◆ **Task requirements**
Pull every line containing the word "async" out of the material below.

◆ **Task material**
◇ ◇ ◇ ◇ ◇

use std::collections::HashMap;
use std::sync::Arc;
use std::time::Duration;

use chrono::{DateTime, Utc};
use image::DynamicImage;
use serde::{Deserialize, Serialize};

use crate::errors::{BotError, BotResult};

#[derive(Debug, Clone, Copy, PartialEq, Eq, Hash, Serialize, Deserialize)]
pub struct Point {
    pub x: i32,
    pub y: i32,
}

impl Point {
    pub fn new(x: i32, y: i32) -> Self {
        Self { x, y }
    }

    pub fn distance(&self, other: Point) -> f64 {
        let dx = (self.x - other.x) as f64;
        let dy = (self.y - other.y) as f64;
        (dx * dx + dy * dy).sqrt()
    }
}

/// Axis-aligned rectangle in device pixels.
#[derive(Debug, Clone, Copy, PartialEq, Eq, Serialize, Deserialize)]
pub struct Rect {
    pub x: i32,
    pub y: i32,
    pub width: u32,
    pub height: u32,
}

impl Rect {
    pub fn new(x: i32, y: i32, width: u32, height: u32) -> Self {
        Self { x, y, width, height }
    }

    pub fn center(&self) -> Point {
        Point::new(
            self.x + (self.width / 2) as i32,
            self.y + (self.height / 2) as i32,
        )
    }

    pub fn right(&self) -> i32 {
        self.x + self.width as i32
    }

    pub fn bottom(&self) -> i32 {
        self.y + self.height as i32
    }

    pub fn area(&self) -> u64 {
        self.width as u64 * self.height as u64
    }

    pub fn contains(&self, p: Point) -> bool {
        p.x >= self.x && p.x < self.right() && p.y >= self.y && p.y < self.bottom()
    }

    pub fn intersection_area(&self, other: &Rect) -> u64 {
        let w = self.right().min(other.right()) - self.x.max(other.x);
        let h = self.bottom().min(other.bottom()) - self.y.max(other.y);
        if w <= 0 || h <= 0 {
            0
        } else {
            w as u64 * h as u64
        }
    }

    /// Intersection over union, 0.0 for disjoint or empty rectangles.
    pub fn iou(&self, other: &Rect) -> f32 {
        let inter = self.intersection_area(other);
        let union = self.area() + other.area() - inter;
        if union == 0 {
            0.0
        } else {
            inter as f32 / union as f32
        }
    }
}

#[derive(Debug, Clone, Copy, PartialEq, Eq, Hash, Serialize, Deserialize)]
#[serde(rename_all = "snake_case")]
pub enum ElementType {
    Button,
    Text,
    Icon,
    Image,
    Input,
    Menu,
    Dialog,
    Unknown,
}

impl ElementType {
    /// Lenient parsing of model output such as `"btn"` or `"icon/button"`.
    pub fn parse(raw: &str) -> Self {
        raw.split('/')
            .map(|part| Self::parse_single(part.trim()))
            .find(|t| *t != ElementType::Unknown)
            .unwrap_or(ElementType::Unknown)
    }

    fn parse_single(raw: &str) -> Self {
        match raw.to_ascii_lowercase().as_str() {
            "button" | "btn" | "interactive" => ElementType::Button,
            "text" | "txt" | "label" => ElementType::Text,
            "icon" => ElementType::Icon,
            "image" | "img" => ElementType::Image,
            "input" => ElementType::Input,
            "menu" => ElementType::Menu,
            "dialog" => ElementType::Dialog,
            _ => ElementType::Unknown,
        }
    }
}

/// A detected UI element.
#[derive(Debug, Clone, PartialEq, Serialize, Deserialize)]
pub struct Element {
    pub name: String,
    pub rect: Rect,
    pub confidence: f32,
    pub element_type: ElementType,
    #[serde(default, skip_serializing_if = "Option::is_none")]
    pub template_path: Option<String>,
    #[serde(default, skip_serializing_if = "HashMap::is_empty")]
    pub metadata: HashMap<String, serde_json::Value>,
}

impl Element {
    pub fn new(name: impl Into<String>, rect: Rect, confidence: f32, element_type: ElementType) -> Self {
        Self {
            name: name.into(),
            rect,
            confidence,
            element_type,
            template_path: None,
            metadata: HashMap::new(),
        }
    }

    pub fn center(&self) -> Point {
        self.rect.center()
    }

    /// `(x1, y1, x2, y2)`
    pub fn bounds(&self) -> (i32, i32, i32, i32) {
        (self.rect.x, self.rect.y, self.rect.right(), self.rect.bottom())
    }
}

#[derive(Debug, Clone, Copy, PartialEq, Eq, Hash, Serialize, Deserialize)]
#[serde(rename_all = "snake_case")]
pub enum ActionType {
    Tap,
    Swipe,
    LongPress,
    TypeText,
    Wait,
    Home,
    Back,
}

impl ActionType {
    /// Accepts the vocabulary models tend to produce (`click` for tap).
    pub fn parse(raw: &str) -> Option<Self> {
        match raw.trim().to_ascii_lowercase().as_str() {
            "tap" | "click" | "press" => Some(ActionType::Tap),
            "swipe" | "drag" | "scroll" => Some(ActionType::Swipe),
            "long_press" | "longpress" | "hold" => Some(ActionType::LongPress),
            "type_text" | "type" | "input" => Some(ActionType::TypeText),
            "wait" => Some(ActionType::Wait),
            "home" => Some(ActionType::Home),
            "back" => Some(ActionType::Back),
            _ => None,
        }
    }

    /// Actions that need neither a target nor a position.
    pub fn is_positionless(&self) -> bool {
        matches!(self, ActionType::Wait | ActionType::Home | ActionType::Back)
    }
}

#[derive(Debug, Clone, PartialEq, Serialize, Deserialize)]
pub struct ActionSuggestion {
    pub action_type: ActionType,
    pub target: Option<Element>,
    #[serde(default)]
    pub parameters: HashMap<String, serde_json::Value>,
    pub priority: u32,
    pub description: String,
    pub confidence: f32,
}

impl ActionSuggestion {
    pub fn score(&self) -> f32 {
        self.priority as f32 * self.confidence
    }
}

#[derive(Debug, Clone, Serialize, Deserialize)]
pub struct Action {
    pub action_type: ActionType,
    pub target: Option<Element>,
    pub position: Option<Point>,
    #[serde(default)]
    pub parameters: HashMap<String, serde_json::Value>,
    /// Seconds allowed for a single device call.
    pub timeout: f64,
    pub retry_count: u32,
    pub description: String,
    pub stop_on_failure: bool,
    /// Seconds to sleep after this action in a batch.
    pub delay_after: f64,
}

/// Longest timeout, delay or gesture an action may ask for.
pub const MAX_ACTION_SECS: f64 = 3600.0;

/// Seconds from an action field as a [`Duration`], rejecting values that
/// are negative, non-finite or above [`MAX_ACTION_SECS`].
pub fn action_secs(value: f64, what: &str) -> BotResult<Duration> {
    if !value.is_finite() || !(0.0..=MAX_ACTION_SECS).contains(&value) {
        return Err(BotError::Validation(format!(
            "{what} of {value}s is outside 0..={MAX_ACTION_SECS}s"
        )));
    }
    Duration::try_from_secs_f64(value).map_err(|e| BotError::Validation(format!("{what}: {e}")))
}
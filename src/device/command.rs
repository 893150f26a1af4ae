use std::io::ErrorKind;
use std::process::{Output, Stdio};
use std::time::Duration;

use tokio::process::Command;

use crate::errors::{BotError, BotResult};

/// Runs an external tool to completion, killing it after `timeout`.
pub async fn run_tool(program: &str, args: &[&str], timeout: Duration) -> BotResult<Output> {
    tracing::debug!(program, ?args, "running external tool");
    let child = Command::new(program)
        .args(args)
        .stdin(Stdio::null())
        .kill_on_drop(true)
        .output();

    match tokio::time::timeout(timeout, child).await {
        Err(_) => Err(BotError::Timeout(format!(
            "{program} did not finish within {}s",
            timeout.as_secs_f32()
        ))),
        Ok(Err(e)) if e.kind() == ErrorKind::NotFound => Err(BotError::Connection(format!(
            "{program} is not installed or not on PATH"
        ))),
        Ok(result) => Ok(result?),
    }
}

/// Like [`run_tool`] but fails on a non-zero exit, returning trimmed stdout.
pub async fn run_tool_checked(program: &str, args: &[&str], timeout: Duration) -> BotResult<String> {
    let output = run_tool(program, args, timeout).await?;
    if !output.status.success() {
        let stderr = String::from_utf8_lossy(&output.stderr);
        return Err(BotError::Connection(format!(
            "{program} exited with {}: {}",
            output.status,
            stderr.trim()
        )));
    }
    Ok(String::from_utf8_lossy(&output.stdout).trim().to_string())
}

#[cfg(test)]
mod tests {
    use super::*;

    #[tokio::test]
    async fn missing_program_is_connection_error() {
        let err = run_tool("sgz-no-such-tool", &[], Duration::from_secs(1))
            .await
            .unwrap_err();
        assert!(matches!(err, BotError::Connection(_)));
    }

    #[cfg(unix)]
    #[tokio::test]
    async fn checked_returns_stdout() {
        let out = run_tool_checked("echo", &["tunneld"], Duration::from_secs(5))
            .await
            .unwrap();
        assert_eq!(out, "tunneld");
    }

    #[cfg(unix)]
    #[tokio::test]
    async fn slow_tool_times_out() {
        let err = run_tool("sleep", &["5"], Duration::from_millis(100))
            .await
            .unwrap_err();
        assert!(matches!(err, BotError::Timeout(_)));
    }
}
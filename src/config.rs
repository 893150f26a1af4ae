use std::path::{Path, PathBuf};

use serde::{Deserialize, Serialize};

use crate::errors::{BotError, BotResult};
use crate::perception::types::ExecutionMode;

#[derive(Debug, Clone, Serialize, Deserialize)]
pub struct AppConfig {
    #[serde(default)]
    pub connection: ConnectionConfig,
    #[serde(default)]
    pub vision: VisionConfig,
    #[serde(default)]
    pub vlm: VlmConfig,
    #[serde(default)]
    pub analysis: AnalysisConfig,
    #[serde(default)]
    pub automation: AutomationConfig,
    #[serde(default)]
    pub controller: ControllerConfig,
    #[serde(default)]
    pub tasks: TasksConfig,
    #[serde(default)]
    pub logging: LoggingConfig,
    #[serde(default)]
    pub debug_mode: bool,
    #[serde(default)]
    pub auto_save_screenshots: bool,
    #[serde(default = "default_screenshot_dir")]
    pub screenshot_dir: PathBuf,
    #[serde(default = "default_data_dir")]
    pub data_dir: PathBuf,
}

impl Default for AppConfig {
    fn default() -> Self {
        Self {
            connection: ConnectionConfig::default(),
            vision: VisionConfig::default(),
            vlm: VlmConfig::default(),
            analysis: AnalysisConfig::default(),
            automation: AutomationConfig::default(),
            controller: ControllerConfig::default(),
            tasks: TasksConfig::default(),
            logging: LoggingConfig::default(),
            debug_mode: false,
            auto_save_screenshots: false,
            screenshot_dir: default_screenshot_dir(),
            data_dir: default_data_dir(),
        }
    }
}

fn default_screenshot_dir() -> PathBuf {
    PathBuf::from("screenshots")
}

fn default_data_dir() -> PathBuf {
    PathBuf::from("data")
}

◇ ◇ ◇ ◇ ◇

◆ **Result for this exercise**
pub async fn run_tool(program: &str, args: &[&str], timeout: Duration) -> BotResult<Output> {
pub async fn run_tool_checked(program: &str, args: &[&str], timeout: Duration) -> BotResult<String> {
    async fn missing_program_is_connection_error() {
    async fn checked_returns_stdout() {
    async fn slow_tool_times_out() {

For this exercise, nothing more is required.